Work task. List each line of the data that holds the string "mimeType", please.

Source material.
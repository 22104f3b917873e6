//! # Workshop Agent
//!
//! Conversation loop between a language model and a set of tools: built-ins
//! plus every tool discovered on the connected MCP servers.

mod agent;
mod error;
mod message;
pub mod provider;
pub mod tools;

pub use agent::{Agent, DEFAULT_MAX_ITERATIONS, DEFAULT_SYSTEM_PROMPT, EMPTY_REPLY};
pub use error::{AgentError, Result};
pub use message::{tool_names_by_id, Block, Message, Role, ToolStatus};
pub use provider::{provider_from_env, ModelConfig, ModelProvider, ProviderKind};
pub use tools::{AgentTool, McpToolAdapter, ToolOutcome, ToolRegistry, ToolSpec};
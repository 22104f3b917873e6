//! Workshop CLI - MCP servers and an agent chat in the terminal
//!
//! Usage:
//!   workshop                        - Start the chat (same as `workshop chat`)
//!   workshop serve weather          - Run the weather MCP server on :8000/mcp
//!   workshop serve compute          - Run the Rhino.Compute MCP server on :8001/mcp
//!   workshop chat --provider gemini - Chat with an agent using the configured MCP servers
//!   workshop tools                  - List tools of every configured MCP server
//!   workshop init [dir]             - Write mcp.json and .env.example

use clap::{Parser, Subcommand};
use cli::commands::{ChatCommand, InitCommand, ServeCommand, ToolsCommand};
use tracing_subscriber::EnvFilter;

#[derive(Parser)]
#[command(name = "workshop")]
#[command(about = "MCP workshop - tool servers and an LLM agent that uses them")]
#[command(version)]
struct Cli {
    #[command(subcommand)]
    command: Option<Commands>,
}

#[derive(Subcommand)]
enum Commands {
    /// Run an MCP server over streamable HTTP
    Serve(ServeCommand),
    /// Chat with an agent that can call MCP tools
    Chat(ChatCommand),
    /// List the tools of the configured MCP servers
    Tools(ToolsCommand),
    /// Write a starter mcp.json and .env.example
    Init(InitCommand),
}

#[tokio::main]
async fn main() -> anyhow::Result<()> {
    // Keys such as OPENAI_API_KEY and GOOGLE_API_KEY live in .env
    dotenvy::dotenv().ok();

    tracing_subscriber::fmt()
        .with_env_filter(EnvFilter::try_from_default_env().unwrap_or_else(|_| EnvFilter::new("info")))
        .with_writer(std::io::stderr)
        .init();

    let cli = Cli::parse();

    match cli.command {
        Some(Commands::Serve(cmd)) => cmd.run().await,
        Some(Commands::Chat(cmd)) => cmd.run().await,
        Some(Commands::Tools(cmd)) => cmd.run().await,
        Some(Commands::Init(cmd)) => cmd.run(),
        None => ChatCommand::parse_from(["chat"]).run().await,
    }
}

...

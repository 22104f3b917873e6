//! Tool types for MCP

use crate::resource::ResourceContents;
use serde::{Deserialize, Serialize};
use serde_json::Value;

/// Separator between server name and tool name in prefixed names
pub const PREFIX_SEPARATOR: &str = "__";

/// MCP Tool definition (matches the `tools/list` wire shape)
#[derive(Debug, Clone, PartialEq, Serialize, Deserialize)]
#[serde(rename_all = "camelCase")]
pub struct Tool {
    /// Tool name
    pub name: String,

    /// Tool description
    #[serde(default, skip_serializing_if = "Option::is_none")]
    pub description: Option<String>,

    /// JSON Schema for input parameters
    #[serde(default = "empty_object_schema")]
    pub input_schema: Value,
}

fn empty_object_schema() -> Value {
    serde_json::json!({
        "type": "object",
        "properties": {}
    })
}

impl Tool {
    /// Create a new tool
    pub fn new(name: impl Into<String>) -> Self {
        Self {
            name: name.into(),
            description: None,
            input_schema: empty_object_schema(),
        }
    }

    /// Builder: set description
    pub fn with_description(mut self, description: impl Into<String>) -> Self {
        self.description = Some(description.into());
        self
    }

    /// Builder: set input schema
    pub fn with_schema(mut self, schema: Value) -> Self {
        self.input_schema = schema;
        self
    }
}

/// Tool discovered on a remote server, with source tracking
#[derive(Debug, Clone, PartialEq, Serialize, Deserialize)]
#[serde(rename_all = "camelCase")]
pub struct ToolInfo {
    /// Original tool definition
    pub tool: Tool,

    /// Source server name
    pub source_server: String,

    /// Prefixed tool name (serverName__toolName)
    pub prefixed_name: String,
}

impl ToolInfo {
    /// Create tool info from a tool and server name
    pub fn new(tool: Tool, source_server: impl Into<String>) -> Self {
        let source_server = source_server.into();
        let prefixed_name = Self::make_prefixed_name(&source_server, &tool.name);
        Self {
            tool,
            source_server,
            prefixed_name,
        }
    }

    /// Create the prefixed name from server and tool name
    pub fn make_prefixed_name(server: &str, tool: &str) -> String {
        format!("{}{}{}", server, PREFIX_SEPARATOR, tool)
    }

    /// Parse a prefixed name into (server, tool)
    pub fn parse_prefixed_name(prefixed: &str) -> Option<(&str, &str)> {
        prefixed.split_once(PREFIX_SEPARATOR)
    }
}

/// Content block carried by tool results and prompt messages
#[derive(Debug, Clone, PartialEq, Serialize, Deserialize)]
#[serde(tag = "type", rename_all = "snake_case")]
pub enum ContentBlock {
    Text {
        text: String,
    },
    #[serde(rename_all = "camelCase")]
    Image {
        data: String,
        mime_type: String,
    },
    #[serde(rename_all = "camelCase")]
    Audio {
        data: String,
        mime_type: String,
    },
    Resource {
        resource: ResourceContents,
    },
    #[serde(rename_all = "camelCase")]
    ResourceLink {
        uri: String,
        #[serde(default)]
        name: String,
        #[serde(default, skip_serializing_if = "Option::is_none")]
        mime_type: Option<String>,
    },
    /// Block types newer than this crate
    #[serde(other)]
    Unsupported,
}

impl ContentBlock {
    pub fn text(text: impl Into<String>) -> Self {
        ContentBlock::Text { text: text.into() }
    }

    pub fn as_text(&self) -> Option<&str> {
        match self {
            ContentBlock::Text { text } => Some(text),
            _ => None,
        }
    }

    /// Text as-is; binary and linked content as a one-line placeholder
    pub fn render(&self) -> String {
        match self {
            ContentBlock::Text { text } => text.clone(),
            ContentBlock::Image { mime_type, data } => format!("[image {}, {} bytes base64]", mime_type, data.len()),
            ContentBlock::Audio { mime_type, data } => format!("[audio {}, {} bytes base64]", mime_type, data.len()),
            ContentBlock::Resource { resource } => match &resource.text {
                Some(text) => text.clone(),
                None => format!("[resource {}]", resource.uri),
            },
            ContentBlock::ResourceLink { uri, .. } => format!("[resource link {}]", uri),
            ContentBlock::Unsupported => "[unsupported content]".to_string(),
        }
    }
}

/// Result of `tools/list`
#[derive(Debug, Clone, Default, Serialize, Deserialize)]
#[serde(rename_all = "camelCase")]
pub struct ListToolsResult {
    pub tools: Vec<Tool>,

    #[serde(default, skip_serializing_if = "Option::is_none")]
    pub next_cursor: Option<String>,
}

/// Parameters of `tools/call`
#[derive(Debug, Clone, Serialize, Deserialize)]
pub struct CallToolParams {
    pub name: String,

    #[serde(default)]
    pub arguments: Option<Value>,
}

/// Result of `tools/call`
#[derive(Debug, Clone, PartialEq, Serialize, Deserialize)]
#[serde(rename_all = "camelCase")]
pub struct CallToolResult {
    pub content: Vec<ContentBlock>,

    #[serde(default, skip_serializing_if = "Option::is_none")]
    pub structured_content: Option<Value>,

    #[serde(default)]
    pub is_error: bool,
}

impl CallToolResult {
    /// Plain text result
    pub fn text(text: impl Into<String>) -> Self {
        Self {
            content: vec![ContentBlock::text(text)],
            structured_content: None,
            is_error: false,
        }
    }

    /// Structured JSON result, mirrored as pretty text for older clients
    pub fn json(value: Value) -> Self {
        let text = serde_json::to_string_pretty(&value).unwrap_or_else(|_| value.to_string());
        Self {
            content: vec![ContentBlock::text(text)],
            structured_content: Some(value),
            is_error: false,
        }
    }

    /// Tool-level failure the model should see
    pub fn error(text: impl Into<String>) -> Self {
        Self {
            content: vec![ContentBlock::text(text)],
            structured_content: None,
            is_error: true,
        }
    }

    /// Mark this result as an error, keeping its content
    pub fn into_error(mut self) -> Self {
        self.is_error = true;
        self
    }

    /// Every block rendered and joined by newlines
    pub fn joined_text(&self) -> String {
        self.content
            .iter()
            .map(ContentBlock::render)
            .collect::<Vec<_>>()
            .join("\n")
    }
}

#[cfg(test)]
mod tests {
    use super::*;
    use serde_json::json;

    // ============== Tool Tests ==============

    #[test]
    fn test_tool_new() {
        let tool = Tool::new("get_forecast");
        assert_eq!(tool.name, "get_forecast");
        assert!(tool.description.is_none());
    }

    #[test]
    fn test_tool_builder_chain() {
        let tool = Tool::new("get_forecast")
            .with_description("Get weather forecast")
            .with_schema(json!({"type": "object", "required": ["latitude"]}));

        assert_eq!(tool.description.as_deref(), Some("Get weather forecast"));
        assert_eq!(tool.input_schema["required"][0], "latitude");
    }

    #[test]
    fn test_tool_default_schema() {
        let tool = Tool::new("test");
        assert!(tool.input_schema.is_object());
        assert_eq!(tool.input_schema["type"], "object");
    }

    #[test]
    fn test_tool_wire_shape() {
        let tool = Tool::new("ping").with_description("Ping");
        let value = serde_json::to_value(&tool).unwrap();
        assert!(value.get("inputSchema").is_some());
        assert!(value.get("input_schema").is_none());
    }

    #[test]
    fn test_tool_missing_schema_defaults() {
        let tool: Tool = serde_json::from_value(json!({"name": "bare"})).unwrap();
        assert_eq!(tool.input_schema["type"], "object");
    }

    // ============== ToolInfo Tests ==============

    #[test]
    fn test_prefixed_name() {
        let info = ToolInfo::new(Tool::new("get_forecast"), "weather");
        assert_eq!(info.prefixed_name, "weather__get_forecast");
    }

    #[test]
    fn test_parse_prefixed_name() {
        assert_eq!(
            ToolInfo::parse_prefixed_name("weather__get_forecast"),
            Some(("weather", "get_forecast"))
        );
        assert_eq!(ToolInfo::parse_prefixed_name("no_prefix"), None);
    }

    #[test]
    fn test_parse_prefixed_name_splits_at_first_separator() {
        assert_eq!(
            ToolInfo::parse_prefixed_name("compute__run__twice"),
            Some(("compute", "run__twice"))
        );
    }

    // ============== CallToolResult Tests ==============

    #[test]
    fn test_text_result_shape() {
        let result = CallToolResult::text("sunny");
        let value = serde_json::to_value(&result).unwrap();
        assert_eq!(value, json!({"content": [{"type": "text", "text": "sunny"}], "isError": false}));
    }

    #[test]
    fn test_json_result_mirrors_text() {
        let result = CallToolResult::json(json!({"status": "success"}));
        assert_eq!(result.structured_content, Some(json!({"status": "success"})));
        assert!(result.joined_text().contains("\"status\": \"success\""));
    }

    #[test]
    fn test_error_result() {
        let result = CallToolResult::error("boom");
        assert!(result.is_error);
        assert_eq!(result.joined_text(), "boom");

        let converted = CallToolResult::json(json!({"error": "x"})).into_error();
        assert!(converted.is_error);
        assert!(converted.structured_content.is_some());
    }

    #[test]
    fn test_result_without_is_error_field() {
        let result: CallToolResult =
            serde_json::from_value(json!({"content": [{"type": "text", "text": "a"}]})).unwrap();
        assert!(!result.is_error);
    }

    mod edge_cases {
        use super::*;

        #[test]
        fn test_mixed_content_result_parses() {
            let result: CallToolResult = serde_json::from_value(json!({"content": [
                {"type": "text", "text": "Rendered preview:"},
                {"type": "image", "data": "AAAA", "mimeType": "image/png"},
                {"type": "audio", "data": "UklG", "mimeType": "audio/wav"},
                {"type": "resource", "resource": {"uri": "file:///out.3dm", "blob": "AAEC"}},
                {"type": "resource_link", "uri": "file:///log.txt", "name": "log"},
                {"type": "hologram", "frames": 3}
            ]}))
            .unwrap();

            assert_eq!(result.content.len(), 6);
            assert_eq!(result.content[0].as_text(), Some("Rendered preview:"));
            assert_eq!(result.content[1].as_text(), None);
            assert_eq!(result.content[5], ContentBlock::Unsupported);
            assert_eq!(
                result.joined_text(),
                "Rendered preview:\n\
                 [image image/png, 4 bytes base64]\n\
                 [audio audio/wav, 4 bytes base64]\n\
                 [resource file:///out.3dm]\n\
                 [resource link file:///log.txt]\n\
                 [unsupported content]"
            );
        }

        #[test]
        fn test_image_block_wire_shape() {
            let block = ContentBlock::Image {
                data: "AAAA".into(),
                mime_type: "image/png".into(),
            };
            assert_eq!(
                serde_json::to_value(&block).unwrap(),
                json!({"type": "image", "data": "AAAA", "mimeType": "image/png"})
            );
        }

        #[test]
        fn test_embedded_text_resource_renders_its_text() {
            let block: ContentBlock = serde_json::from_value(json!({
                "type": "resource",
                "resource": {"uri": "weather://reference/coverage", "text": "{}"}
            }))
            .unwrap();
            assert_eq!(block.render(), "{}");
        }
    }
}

Your response.
                {"type": "image", "data": "AAAA", "mimeType": "image/png"},
                {"type": "audio", "data": "UklG", "mimeType": "audio/wav"},
                json!({"type": "image", "data": "AAAA", "mimeType": "image/png"})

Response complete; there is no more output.